The boat lift consists of 14,000 Tonnes of riveted structural steelwork standing on steel columns. The Oder-Havel-Kanal approaches the head of the lift on a 4,000 Tonne riveted steelwork aqueduct. The trough when filled weighs 4,290 tonnes and hangs on 256 steel cables, these cross over guide rollers and support 192 counterweights which balance the trough. The security of the lift is maintained by keeping half the cables in tension and the other half relaxed in reserve. The guide rollers have a diameter of 3.5m.

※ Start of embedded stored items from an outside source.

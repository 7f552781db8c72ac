//! Tests for validated binary arithmetic.
//!
//! These tests verify:
//! - Numeric-string coercion (`add("5", "3") == 8`)
//! - Integer preservation and float promotion
//! - Division by zero handling
//!
//! ## Test Organization
//!
//! 1. **Addition / Subtraction / Multiplication**
//! 2. **Division**
//! 3. **Error Messages**
//! 4. **Non-Finite Operands**
//! 5. **Workflow**

use approx::assert_relative_eq;

use calckit::{BinaryOp, CalcError, Number, NumericLike, add, divide, multiply, subtract};

// ============================================================================
// Addition / Subtraction / Multiplication Tests
// ============================================================================

/// Test addition of native numbers and numeric strings.
#[test]
fn test_add_coerces_strings() {
    assert!(matches!(add(5, 3), Ok(Number::Int(8))));
    assert!(matches!(add("5", "3"), Ok(Number::Int(8))));
    assert!(matches!(add(-5, 3), Ok(Number::Int(-2))));

    let sum = add("1.5", "2.5").unwrap();
    assert!(matches!(sum, Number::Float(_)));
    assert_relative_eq!(sum.to_f64(), 4.0);
}

/// Test mixed int/float operands produce a float.
#[test]
fn test_mixed_operands_promote_to_float() {
    assert!(matches!(add(1, 0.5), Ok(Number::Float(v)) if v == 1.5));
    assert!(matches!(multiply("2", 1.5), Ok(Number::Float(v)) if v == 3.0));
}

/// Test integer overflow promotes to float instead of wrapping.
#[test]
fn test_overflow_promotes_to_float() {
    let sum = add(i64::MAX, 1).unwrap();
    assert!(matches!(sum, Number::Float(_)));
    assert_relative_eq!(sum.to_f64(), i64::MAX as f64 + 1.0);

    let product = multiply(i64::MAX, 2).unwrap();
    assert!(matches!(product, Number::Float(_)));
}

/// Test subtraction and multiplication.
#[test]
fn test_subtract_and_multiply() {
    assert!(matches!(subtract(10, 4), Ok(Number::Int(6))));
    assert!(matches!(subtract("10", "4.5"), Ok(Number::Float(v)) if v == 5.5));
    assert!(matches!(multiply(6, 7), Ok(Number::Int(42))));
    assert!(matches!(multiply("-3", "3"), Ok(Number::Int(-9))));
}

/// Test non-numeric operands are rejected.
#[test]
fn test_arithmetic_rejects_invalid_operands() {
    assert!(matches!(add("abc", 5), Err(CalcError::InvalidInput(_))));
    assert!(matches!(
        add(5, NumericLike::list([1, 2, 3])),
        Err(CalcError::InvalidInput(_))
    ));
    assert!(matches!(
        subtract(NumericLike::Null, 1),
        Err(CalcError::InvalidInput(_))
    ));
    assert!(matches!(multiply(2, ""), Err(CalcError::InvalidInput(_))));
}

/// Test the operator enum applies the same rules as the free functions.
#[test]
fn test_binary_op_apply() {
    assert!(matches!(BinaryOp::Add.apply("2", 3), Ok(Number::Int(5))));
    assert!(matches!(BinaryOp::Subtract.apply(2, "3"), Ok(Number::Int(-1))));
    assert!(matches!(BinaryOp::Multiply.apply(2.0, 3), Ok(Number::Float(v)) if v == 6.0));
    assert!(BinaryOp::Add.apply("x", 1).is_err());
}

// ============================================================================
// Division Tests
// ============================================================================

/// Test division always yields a float quotient.
#[test]
fn test_divide() {
    assert_relative_eq!(divide(15, 3).unwrap(), 5.0);
    assert_relative_eq!(divide("10", "2").unwrap(), 5.0);
    assert_relative_eq!(divide(7, 2).unwrap(), 3.5);
    assert_relative_eq!(divide(-1, "4.0").unwrap(), -0.25);
}

/// Test every zero divisor form fails with DivisionByZero.
#[test]
fn test_divide_by_zero() {
    assert_eq!(divide(10, 0), Err(CalcError::DivisionByZero));
    assert_eq!(divide("10", "0"), Err(CalcError::DivisionByZero));
    assert_eq!(divide(1.5, 0.0), Err(CalcError::DivisionByZero));
    assert_eq!(divide(1, -0.0), Err(CalcError::DivisionByZero));
    assert_eq!(divide(0, "0.0"), Err(CalcError::DivisionByZero));
}

/// Test operand validation happens before the zero check.
#[test]
fn test_divide_invalid_dividend_reported_first() {
    assert!(matches!(divide("abc", 0), Err(CalcError::InvalidInput(_))));
}

// ============================================================================
// Error Message Tests
// ============================================================================

/// Test messages name the offending operand.
#[test]
fn test_error_messages_name_operand() {
    let err = add(1, "abc").unwrap_err();
    assert_eq!(err.message(), "Parameter 'b' must be numeric, got 'abc'");
    assert_eq!(
        err.to_string(),
        "Invalid input: Parameter 'b' must be numeric, got 'abc'"
    );

    let err = divide(10, 0).unwrap_err();
    assert!(err.to_string().contains("Division by zero"));
}

// ============================================================================
// Non-Finite Operand Tests
// ============================================================================

/// Test infinite operands follow IEEE-754 arithmetic.
#[test]
fn test_infinite_operands() {
    assert!(matches!(add(f64::INFINITY, 1), Ok(Number::Float(v)) if v == f64::INFINITY));
    assert!(matches!(
        subtract(1, f64::INFINITY),
        Ok(Number::Float(v)) if v == f64::NEG_INFINITY
    ));
    assert_eq!(divide(1, f64::INFINITY).unwrap(), 0.0);
    assert_eq!(divide(f64::INFINITY, 2).unwrap(), f64::INFINITY);
}

/// Test NaN operands propagate instead of failing validation.
#[test]
fn test_nan_operands() {
    assert!(matches!(multiply(f64::NAN, 2), Ok(Number::Float(v)) if v.is_nan()));
    assert!(divide(1, f64::NAN).unwrap().is_nan());
}

// ============================================================================
// Workflow Tests
// ============================================================================

/// Test operations compose through their results.
#[test]
fn test_chained_workflow() {
    let a = add("10", "5").unwrap();
    let b = subtract(a, 3).unwrap();
    let c = multiply(b, 2).unwrap();
    let d = divide(c, 4).unwrap();

    assert_eq!(a, Number::Int(15));
    assert_eq!(b, Number::Int(12));
    assert_eq!(c, Number::Int(24));
    assert_relative_eq!(d, 6.0);
}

Pin gearing with D.C.motors in Leonards electric motor speed controllers, connected together by a shaft allow a symmetrical drive. This arrangement allows the exact synchronisation of the four pin gears. The four Leonard controllers each have an output of 55 kilowatts totalling 220 kilowatts. Four worm geared shafts are driven which intersect with internal threads built into the troughs. These move freely under normal circumstances but would seize if a cable broke providing extra safety.

==New boat lift==
Because of the continuing increase in traffic on the Oder-Havel-Kanal, in 1997 it was decided that a new, bigger lift should be built next to the present one. Earthworks between the lift and the old staircase locks began in autumn of 2006. The new lift, which was built by Bilfinger Berger and developed in partnership with Johann Bunte, was finished in October 2022.

The trough is 125.5 m long and 15 m wide and weighs 2785 tonne—and some 9800 tonne when filled with water. It has usable inner dimensions of 115 m length × 12.5 m breadth × 4.0 m water depth. The final cost was 520 million euros, almost twice as much as originally planned. The old lift will remain in use however until at least 2030.